■ What to produce
Check each line of the records below and collect those that include the word "realtime".

(Stored data entries)
▽
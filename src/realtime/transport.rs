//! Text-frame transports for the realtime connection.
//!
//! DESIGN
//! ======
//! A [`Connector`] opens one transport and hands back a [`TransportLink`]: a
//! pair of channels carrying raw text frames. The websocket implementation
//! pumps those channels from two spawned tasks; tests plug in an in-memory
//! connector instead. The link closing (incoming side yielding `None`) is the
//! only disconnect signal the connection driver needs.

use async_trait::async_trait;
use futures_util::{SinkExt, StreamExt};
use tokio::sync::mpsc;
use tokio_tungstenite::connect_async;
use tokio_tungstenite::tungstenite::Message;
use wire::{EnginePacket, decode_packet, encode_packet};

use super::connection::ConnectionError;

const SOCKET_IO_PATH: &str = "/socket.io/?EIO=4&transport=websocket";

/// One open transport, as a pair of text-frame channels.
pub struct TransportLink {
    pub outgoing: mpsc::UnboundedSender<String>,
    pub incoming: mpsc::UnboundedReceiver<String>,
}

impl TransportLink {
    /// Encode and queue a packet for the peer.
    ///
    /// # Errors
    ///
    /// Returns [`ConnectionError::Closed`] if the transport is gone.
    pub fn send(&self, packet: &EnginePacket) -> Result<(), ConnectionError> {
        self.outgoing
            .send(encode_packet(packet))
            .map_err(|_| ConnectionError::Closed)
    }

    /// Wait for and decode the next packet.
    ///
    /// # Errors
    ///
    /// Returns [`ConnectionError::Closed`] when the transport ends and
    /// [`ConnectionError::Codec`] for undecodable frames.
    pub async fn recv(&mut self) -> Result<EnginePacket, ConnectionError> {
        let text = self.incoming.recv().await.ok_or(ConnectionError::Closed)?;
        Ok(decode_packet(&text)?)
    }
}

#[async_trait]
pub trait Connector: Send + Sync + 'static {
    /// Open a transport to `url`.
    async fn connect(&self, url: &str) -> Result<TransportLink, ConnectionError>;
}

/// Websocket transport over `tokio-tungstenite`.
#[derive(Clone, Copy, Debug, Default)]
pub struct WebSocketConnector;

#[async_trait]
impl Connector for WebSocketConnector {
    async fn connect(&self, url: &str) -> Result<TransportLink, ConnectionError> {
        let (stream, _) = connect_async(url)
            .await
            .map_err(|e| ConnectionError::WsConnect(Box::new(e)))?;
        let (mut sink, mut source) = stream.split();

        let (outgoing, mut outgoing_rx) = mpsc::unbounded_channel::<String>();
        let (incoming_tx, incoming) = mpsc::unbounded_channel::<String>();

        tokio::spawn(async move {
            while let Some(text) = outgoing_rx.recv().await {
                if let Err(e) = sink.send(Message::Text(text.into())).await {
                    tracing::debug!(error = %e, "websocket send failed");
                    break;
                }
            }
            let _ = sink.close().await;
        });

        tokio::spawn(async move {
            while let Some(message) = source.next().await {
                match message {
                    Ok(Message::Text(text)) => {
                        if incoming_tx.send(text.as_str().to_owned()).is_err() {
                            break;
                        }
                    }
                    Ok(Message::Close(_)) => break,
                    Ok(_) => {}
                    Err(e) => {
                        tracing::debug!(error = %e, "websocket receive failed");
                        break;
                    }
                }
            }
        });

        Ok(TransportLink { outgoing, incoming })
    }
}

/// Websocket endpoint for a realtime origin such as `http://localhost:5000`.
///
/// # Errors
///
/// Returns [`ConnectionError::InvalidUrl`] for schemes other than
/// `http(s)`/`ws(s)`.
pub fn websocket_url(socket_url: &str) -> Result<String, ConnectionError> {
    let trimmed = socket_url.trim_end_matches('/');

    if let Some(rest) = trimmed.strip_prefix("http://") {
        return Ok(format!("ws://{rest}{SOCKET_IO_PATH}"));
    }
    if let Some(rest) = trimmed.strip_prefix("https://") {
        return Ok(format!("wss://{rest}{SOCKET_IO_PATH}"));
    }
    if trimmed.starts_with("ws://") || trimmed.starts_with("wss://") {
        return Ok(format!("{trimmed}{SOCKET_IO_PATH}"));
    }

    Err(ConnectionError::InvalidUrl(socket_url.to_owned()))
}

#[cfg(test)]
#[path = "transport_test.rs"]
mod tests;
△
▽
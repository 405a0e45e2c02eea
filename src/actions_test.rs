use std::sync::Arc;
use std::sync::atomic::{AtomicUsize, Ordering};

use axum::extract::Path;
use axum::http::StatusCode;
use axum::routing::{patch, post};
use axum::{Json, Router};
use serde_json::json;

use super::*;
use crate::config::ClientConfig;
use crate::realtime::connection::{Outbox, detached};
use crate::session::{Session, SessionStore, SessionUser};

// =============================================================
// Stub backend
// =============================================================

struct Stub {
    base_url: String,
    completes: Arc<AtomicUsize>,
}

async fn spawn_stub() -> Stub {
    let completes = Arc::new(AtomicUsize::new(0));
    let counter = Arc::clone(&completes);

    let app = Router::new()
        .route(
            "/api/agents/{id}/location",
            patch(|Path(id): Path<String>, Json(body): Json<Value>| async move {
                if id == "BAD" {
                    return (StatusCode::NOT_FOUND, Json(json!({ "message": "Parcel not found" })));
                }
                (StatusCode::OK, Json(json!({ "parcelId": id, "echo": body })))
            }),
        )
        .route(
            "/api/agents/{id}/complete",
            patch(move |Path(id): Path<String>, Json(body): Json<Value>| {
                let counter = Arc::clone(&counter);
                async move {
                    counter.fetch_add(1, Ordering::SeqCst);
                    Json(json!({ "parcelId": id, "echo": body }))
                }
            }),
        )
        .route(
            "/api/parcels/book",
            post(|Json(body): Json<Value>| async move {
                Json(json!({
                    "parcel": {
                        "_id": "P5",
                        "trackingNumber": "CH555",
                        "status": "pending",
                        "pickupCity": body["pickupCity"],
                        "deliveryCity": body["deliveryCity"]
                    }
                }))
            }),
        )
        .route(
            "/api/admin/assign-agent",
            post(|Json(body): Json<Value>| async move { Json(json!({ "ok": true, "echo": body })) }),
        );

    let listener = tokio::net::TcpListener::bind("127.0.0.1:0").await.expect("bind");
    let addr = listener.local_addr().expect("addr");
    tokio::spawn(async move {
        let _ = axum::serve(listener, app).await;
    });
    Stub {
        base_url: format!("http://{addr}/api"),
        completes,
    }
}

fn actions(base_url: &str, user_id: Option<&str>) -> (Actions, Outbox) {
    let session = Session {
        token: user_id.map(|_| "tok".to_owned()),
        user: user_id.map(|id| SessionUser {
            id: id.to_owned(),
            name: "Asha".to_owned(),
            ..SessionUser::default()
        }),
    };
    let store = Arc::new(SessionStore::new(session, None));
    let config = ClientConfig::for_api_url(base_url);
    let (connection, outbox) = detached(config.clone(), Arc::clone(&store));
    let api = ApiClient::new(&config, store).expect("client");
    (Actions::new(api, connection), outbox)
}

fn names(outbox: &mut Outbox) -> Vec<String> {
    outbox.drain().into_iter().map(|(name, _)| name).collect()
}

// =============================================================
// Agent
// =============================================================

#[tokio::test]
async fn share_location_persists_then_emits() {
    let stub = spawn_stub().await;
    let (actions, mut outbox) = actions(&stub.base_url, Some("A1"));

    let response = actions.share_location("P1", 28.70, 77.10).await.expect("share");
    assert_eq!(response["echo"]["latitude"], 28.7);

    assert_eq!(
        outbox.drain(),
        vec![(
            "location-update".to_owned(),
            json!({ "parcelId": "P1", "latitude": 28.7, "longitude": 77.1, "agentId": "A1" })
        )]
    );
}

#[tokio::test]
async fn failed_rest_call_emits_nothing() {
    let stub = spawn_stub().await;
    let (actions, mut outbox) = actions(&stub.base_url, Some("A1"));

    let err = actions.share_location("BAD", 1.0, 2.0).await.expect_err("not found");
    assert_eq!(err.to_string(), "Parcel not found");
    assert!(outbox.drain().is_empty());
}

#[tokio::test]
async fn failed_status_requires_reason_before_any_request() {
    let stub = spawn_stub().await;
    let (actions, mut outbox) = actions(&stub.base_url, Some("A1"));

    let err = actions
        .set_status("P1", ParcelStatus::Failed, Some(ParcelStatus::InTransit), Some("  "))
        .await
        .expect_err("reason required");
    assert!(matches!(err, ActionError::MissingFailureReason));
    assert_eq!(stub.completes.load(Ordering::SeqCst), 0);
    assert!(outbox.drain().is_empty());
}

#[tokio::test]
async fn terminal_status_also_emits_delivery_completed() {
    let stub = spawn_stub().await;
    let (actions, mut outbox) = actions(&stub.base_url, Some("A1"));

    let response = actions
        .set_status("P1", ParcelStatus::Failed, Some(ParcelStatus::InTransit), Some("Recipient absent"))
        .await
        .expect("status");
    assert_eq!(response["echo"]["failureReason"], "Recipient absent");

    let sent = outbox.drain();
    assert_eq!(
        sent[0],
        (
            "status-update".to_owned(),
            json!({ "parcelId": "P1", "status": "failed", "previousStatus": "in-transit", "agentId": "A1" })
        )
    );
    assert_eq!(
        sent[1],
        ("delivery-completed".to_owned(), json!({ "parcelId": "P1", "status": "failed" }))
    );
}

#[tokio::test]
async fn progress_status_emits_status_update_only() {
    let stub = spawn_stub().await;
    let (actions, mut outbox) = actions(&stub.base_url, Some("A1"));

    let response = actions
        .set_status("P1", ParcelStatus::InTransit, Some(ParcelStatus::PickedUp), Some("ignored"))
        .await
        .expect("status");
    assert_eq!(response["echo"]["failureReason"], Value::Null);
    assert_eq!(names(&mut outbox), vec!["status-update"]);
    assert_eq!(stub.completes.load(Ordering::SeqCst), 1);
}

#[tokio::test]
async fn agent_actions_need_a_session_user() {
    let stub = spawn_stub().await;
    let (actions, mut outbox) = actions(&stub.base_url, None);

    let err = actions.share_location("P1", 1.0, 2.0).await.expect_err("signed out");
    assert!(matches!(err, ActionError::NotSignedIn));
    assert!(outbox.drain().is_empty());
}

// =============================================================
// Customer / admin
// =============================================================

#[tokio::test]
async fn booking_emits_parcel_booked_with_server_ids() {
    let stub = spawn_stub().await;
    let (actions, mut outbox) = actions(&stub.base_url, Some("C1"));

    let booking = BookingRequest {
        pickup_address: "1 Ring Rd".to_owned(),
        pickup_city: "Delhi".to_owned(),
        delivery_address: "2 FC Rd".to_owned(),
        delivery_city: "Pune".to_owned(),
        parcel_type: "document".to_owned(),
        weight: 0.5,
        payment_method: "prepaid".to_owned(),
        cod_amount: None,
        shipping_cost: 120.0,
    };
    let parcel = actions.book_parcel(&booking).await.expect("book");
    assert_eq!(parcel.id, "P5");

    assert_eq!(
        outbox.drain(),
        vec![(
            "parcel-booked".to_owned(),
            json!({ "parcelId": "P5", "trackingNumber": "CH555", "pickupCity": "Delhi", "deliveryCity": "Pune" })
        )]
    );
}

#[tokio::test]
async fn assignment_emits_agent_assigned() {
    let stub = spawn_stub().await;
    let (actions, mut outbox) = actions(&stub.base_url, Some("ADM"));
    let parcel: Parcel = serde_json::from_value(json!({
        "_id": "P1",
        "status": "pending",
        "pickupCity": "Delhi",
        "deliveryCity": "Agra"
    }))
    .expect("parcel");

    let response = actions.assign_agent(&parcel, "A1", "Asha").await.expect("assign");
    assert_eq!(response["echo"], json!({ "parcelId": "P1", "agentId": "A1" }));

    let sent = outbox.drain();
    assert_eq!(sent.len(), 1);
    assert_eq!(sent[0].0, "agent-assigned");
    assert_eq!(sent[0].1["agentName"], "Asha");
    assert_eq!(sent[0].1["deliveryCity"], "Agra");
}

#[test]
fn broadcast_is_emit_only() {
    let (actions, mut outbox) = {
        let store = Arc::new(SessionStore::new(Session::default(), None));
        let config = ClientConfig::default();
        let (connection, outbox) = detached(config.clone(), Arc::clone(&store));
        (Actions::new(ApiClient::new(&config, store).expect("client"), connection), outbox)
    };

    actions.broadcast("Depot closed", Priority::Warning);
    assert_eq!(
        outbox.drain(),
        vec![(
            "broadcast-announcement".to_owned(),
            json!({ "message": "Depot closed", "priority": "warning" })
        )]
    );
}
△
▽
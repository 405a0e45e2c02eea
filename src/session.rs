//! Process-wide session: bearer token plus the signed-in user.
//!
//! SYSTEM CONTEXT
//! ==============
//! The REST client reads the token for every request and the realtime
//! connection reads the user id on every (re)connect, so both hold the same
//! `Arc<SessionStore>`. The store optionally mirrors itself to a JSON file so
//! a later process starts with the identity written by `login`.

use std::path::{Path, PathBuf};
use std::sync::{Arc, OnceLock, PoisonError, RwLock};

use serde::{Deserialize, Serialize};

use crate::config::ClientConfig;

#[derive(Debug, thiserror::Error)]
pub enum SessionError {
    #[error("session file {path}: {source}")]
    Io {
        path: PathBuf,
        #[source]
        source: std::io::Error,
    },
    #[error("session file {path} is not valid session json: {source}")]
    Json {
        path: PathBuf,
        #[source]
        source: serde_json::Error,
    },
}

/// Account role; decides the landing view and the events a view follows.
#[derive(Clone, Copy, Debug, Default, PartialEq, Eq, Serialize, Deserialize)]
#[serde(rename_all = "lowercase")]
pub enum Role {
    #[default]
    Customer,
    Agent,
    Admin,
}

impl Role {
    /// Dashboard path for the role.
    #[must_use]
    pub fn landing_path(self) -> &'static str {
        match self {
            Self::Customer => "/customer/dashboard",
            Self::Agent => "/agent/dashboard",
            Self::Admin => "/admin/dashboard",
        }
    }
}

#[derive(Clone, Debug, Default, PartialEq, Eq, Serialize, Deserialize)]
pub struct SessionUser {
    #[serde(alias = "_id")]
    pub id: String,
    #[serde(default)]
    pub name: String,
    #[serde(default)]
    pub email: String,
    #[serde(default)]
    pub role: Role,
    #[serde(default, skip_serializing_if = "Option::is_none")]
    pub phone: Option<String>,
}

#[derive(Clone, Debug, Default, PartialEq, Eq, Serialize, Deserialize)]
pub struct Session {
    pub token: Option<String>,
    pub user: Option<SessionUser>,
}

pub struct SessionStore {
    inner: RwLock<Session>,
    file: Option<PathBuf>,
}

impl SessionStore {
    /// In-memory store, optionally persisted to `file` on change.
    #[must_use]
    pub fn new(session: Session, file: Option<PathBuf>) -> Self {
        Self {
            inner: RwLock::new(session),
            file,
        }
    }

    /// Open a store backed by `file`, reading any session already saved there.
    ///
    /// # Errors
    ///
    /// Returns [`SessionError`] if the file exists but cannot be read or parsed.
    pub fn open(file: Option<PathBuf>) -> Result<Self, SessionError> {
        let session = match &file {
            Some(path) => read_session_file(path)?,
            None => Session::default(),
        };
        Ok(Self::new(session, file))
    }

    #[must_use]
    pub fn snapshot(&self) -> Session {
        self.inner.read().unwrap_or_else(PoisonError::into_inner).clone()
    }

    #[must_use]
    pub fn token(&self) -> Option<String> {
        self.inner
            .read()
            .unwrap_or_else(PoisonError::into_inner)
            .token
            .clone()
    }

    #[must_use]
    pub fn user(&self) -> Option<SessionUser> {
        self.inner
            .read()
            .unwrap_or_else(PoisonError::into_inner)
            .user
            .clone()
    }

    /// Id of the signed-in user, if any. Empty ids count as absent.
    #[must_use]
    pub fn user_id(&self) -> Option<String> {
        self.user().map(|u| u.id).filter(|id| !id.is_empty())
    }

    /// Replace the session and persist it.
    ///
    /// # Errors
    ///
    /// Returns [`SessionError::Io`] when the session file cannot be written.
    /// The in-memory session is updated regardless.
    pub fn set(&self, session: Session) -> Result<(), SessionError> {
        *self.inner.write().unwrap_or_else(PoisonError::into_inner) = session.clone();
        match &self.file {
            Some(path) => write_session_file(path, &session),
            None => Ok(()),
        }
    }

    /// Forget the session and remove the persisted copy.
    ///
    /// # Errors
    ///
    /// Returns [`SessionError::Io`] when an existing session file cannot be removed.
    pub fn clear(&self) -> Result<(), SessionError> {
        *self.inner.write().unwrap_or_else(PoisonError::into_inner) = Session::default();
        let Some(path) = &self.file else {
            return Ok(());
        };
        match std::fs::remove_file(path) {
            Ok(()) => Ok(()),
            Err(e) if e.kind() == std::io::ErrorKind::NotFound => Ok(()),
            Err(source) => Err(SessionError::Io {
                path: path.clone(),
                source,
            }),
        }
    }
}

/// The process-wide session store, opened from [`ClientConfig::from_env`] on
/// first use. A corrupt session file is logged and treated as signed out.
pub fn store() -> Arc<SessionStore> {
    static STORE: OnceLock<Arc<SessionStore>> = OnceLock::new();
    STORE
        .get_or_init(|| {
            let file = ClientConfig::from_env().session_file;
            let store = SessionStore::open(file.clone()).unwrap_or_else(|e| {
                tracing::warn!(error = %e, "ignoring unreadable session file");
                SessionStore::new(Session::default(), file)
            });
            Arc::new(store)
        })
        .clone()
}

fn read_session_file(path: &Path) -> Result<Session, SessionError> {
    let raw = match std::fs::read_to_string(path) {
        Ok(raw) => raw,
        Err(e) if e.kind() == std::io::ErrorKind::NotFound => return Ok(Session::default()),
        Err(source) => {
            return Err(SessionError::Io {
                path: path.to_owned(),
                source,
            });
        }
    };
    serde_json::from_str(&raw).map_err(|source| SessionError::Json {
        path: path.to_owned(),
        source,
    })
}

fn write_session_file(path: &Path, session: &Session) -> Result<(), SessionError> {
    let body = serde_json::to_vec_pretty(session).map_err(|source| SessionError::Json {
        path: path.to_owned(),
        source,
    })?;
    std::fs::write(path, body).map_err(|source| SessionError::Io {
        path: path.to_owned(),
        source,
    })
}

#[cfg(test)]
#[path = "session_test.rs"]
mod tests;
△
■ Answer space
filename src/realtime/transport.rs
//! Text-frame transports for the realtime connection.
/// Websocket endpoint for a realtime origin such as `http://localhost:5000`.
use crate::realtime::connection::{Outbox, detached};
//! The REST client reads the token for every request and the realtime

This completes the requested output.